WORK TO COMPLETE = Each line below with the string "total" should be copied.

[TASK MATERIAL Boundary: Start]

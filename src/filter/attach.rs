//! Attachment: node creation, bounded-retry insertion, class enumeration and
//! detach by identity.

use log::{debug, info, warn};

use super::{FilterNode, StackFilter};
use crate::{
    Characteristics, DeviceHost, DeviceHostExt, EnumerationBuffer, FilterError, NodeFlags, NodeId,
    NodeRef,
};

/// Outcome of one class enumeration pass.
#[derive(Debug, Clone, Copy, PartialEq, Eq, Default)]
pub struct ClassAttachReport {
    /// Members the host reported.
    pub total: usize,
    /// Members examined (`total` clamped to the enumeration capacity).
    pub examined: usize,
    /// New filter nodes created.
    pub attached: usize,
    /// Members passed over: the control node, foreign device types, stacks
    /// already filtered.
    pub skipped: usize,
    /// Members whose attachment failed.
    pub failed: usize,
}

[TASK MATERIAL Boundary: End]

FINAL ANSWER =
    pub total: usize,
    /// Members examined (`total` clamped to the enumeration capacity).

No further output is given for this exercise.